(Records from a data collection)
==============================
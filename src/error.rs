//! # Error Types Module
//!
//! Questo modulo definisce la tassonomia degli errori della pipeline di ricompressione.
//!
//! ## Categorie di errori:
//! - `DecodeError`: sorgente illeggibile o corrotta. Fatale per l'item, nessun retry
//! - `EncodeError`: un backend specifico ha fallito. Assorbito dalla `FallbackChain`
//! - `CompressError`: errori che terminano l'item (`Decode`, `UnsupportedContainer`,
//!   `Cancelled`, `Io`)
//! - `ErrorKind`: la forma serializzabile riportata in `CompressionOutcome::Failed`
//!
//! La regressione di dimensione e l'animazione non preservata NON sono errori:
//! vedi `outcome::KeepReason` e `outcome::OutcomeWarning`.

use serde::Serialize;

use crate::codec::BackendId;
use crate::format::MediaFormat;

/// Failure to turn source bytes into pixels.
#[derive(thiserror::Error, Debug)]
pub enum DecodeError {
    #[error("Image decode error: {0}")]
    Image(#[from] image::ImageError),

    #[error("PNG decode error: {0}")]
    Png(#[from] png::DecodingError),

    #[error("IO error: {0}")]
    Io(#[from] std::io::Error),

    #[error("{backend} failed to decode: {message}")]
    Backend { backend: BackendId, message: String },

    #[error("No decoder available for {0}")]
    NoDecoder(MediaFormat),

    #[error("Source contains no frames")]
    Empty,
}

/// Failure of a single backend. Recovered locally by trying the next backend.
#[derive(thiserror::Error, Debug)]
pub enum EncodeError {
    #[error("Image encode error: {0}")]
    Image(#[from] image::ImageError),

    #[error("PNG encode error: {0}")]
    Png(#[from] png::EncodingError),

    #[error("IO error: {0}")]
    Io(#[from] std::io::Error),

    #[error("Tool not available: {0}")]
    ToolUnavailable(String),

    #[error("{tool} exited with {code:?}: {log}")]
    ToolFailed {
        tool: String,
        code: Option<i32>,
        log: String,
    },

    #[error("{backend} does not support {operation}")]
    Unsupported {
        backend: BackendId,
        operation: &'static str,
    },

    #[error("Appending frame {index} failed: {message}")]
    FrameAppend { index: usize, message: String },

    #[error("{backend}: {message}")]
    Backend { backend: BackendId, message: String },

    #[error("Blocking encode task failed: {0}")]
    Join(String),
}

impl EncodeError {
    pub fn unsupported(backend: BackendId, operation: &'static str) -> Self {
        Self::Unsupported { backend, operation }
    }

    pub fn backend(backend: BackendId, message: impl Into<String>) -> Self {
        Self::Backend {
            backend,
            message: message.into(),
        }
    }
}

/// Errors that end a compression request with `CompressionOutcome::Failed`.
#[derive(thiserror::Error, Debug)]
pub enum CompressError {
    #[error(transparent)]
    Decode(#[from] DecodeError),

    #[error("Unsupported container: {0}")]
    UnsupportedContainer(String),

    #[error("Compression cancelled")]
    Cancelled,

    #[error("IO error: {0}")]
    Io(#[from] std::io::Error),
}

impl CompressError {
    pub fn kind(&self) -> ErrorKind {
        match self {
            Self::Decode(_) => ErrorKind::Decode,
            Self::UnsupportedContainer(_) => ErrorKind::UnsupportedContainer,
            Self::Cancelled => ErrorKind::Cancelled,
            Self::Io(_) => ErrorKind::Io,
        }
    }
}

#[derive(Debug, Clone, Copy, PartialEq, Eq, Serialize)]
#[serde(rename_all = "snake_case")]
pub enum ErrorKind {
    Decode,
    UnsupportedContainer,
    Cancelled,
    Io,
}

impl std::fmt::Display for ErrorKind {
    fn fmt(&self, f: &mut std::fmt::Formatter<'_>) -> std::fmt::Result {
        let label = match self {
            Self::Decode => "decode error",
            Self::UnsupportedContainer => "unsupported container",
            Self::Cancelled => "cancelled",
            Self::Io => "io error",
        };
        f.write_str(label)
    }
}
//! # Path Resolution Module
//!
//! Centralizza il calcolo dei path di output del batch runner.
//!
//! - Con `--output` l'albero della directory di input viene replicato sotto l'output
//! - Senza `--output` il file viene riscritto accanto all'originale
//! - Se il formato cambia cambia anche l'estensione; altrimenti il nome resta identico

use std::path::{Path, PathBuf};

use anyhow::Result;
use tracing::debug;

use crate::format::MediaFormat;

/// Output paths for one batch run. Both roots are canonical.
#[derive(Debug, Clone)]
pub struct PathResolver {
    input_base: PathBuf,
    output_dir: Option<PathBuf>,
}

impl PathResolver {
    /// `input` may be a file (its directory becomes the base) or a directory.
    /// The output directory is created if missing.
    pub async fn new(input: &Path, output_dir: Option<&Path>) -> Result<Self> {
        let canonical_input = tokio::fs::canonicalize(input)
            .await
            .map_err(|e| anyhow::anyhow!("Failed to canonicalize input {}: {}", input.display(), e))?;
        let input_base = if canonical_input.is_file() {
            canonical_input
                .parent()
                .map(Path::to_path_buf)
                .unwrap_or(canonical_input)
        } else {
            canonical_input
        };

        let output_dir = match output_dir {
            Some(dir) => {
                tokio::fs::create_dir_all(dir)
                    .await
                    .map_err(|e| anyhow::anyhow!("Failed to create output dir {}: {}", dir.display(), e))?;
                let canonical = tokio::fs::canonicalize(dir)
                    .await
                    .map_err(|e| anyhow::anyhow!("Failed to canonicalize output dir {}: {}", dir.display(), e))?;
                Some(canonical)
            }
            None => None,
        };

        Ok(Self { input_base, output_dir })
    }

    pub fn input_base(&self) -> &Path {
        &self.input_base
    }

    pub fn output_dir(&self) -> Option<&Path> {
        self.output_dir.as_deref()
    }

    /// True for files that live inside the output tree, so reruns skip earlier results.
    pub fn is_inside_output(&self, path: &Path) -> bool {
        self.output_dir.as_ref().is_some_and(|dir| path.starts_with(dir))
    }

    /// Destination of `input_path` once it holds `output_format` data.
    pub fn output_path(
        &self,
        input_path: &Path,
        source_format: MediaFormat,
        output_format: MediaFormat,
    ) -> Result<PathBuf> {
        let filename = Self::file_name(input_path, source_format, output_format)?;

        let Some(output_dir) = &self.output_dir else {
            return Ok(input_path.with_file_name(filename));
        };

        let relative_dir = match input_path.strip_prefix(&self.input_base) {
            Ok(rel) => rel.parent().unwrap_or(Path::new("")),
            Err(e) => {
                debug!("Strip prefix failed for {}: {} - using output root", input_path.display(), e);
                Path::new("")
            }
        };

        let result = output_dir.join(relative_dir).join(filename);
        debug!("Resolved output path: {} -> {}", input_path.display(), result.display());
        Ok(result)
    }

    fn file_name(input_path: &Path, source_format: MediaFormat, output_format: MediaFormat) -> Result<String> {
        let invalid = || anyhow::anyhow!("Invalid file name: {}", input_path.display());
        if source_format == output_format {
            let name = input_path.file_name().ok_or_else(invalid)?;
            return Ok(name.to_string_lossy().into_owned());
        }
        let stem = input_path.file_stem().ok_or_else(invalid)?;
        Ok(format!("{}.{}", stem.to_string_lossy(), output_format.extension()))
    }
}

#[cfg(test)]
mod tests {
    use super::*;
    use tempfile::TempDir;

    #[tokio::test]
    async fn test_output_dir_mirrors_tree() {
        let input = TempDir::new().unwrap();
        let output = TempDir::new().unwrap();
        let nested = input.path().join("2024").join("trip");
        std::fs::create_dir_all(&nested).unwrap();
        let photo = nested.join("beach.JPG");
        std::fs::write(&photo, b"x").unwrap();

        let resolver = PathResolver::new(input.path(), Some(output.path())).await.unwrap();
        let photo = tokio::fs::canonicalize(&photo).await.unwrap();

        let same = resolver.output_path(&photo, MediaFormat::Jpeg, MediaFormat::Jpeg).unwrap();
        assert!(same.ends_with("2024/trip/beach.JPG"));
        assert!(same.starts_with(resolver.output_dir().unwrap()));

        let converted = resolver.output_path(&photo, MediaFormat::Jpeg, MediaFormat::WebP).unwrap();
        assert!(converted.ends_with("2024/trip/beach.webp"));
    }

    #[tokio::test]
    async fn test_in_place_keeps_directory() {
        let input = TempDir::new().unwrap();
        let clip = input.path().join("clip.mkv");
        std::fs::write(&clip, b"x").unwrap();

        let resolver = PathResolver::new(&clip, None).await.unwrap();
        let clip = tokio::fs::canonicalize(&clip).await.unwrap();
        let target = "mp4".parse().unwrap();

        let path = resolver
            .output_path(&clip, "mkv".parse().unwrap(), target)
            .unwrap();
        assert_eq!(path, clip.with_file_name("clip.mp4"));
        assert_eq!(resolver.input_base(), clip.parent().unwrap());
    }

    #[tokio::test]
    async fn test_output_inside_input_is_detected() {
        let input = TempDir::new().unwrap();
        let output = input.path().join("out");
        let resolver = PathResolver::new(input.path(), Some(&output)).await.unwrap();
        let out = resolver.output_dir().unwrap().to_path_buf();

        assert!(resolver.is_inside_output(&out.join("a.png")));
        assert!(!resolver.is_inside_output(&resolver.input_base().join("a.png")));
    }
}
==============================
[AIM OF THE TASK]: State how many lines of the records above hold the word "item", adding nothing beyond the number.

[SOLUTION FOR THIS TASK]: 2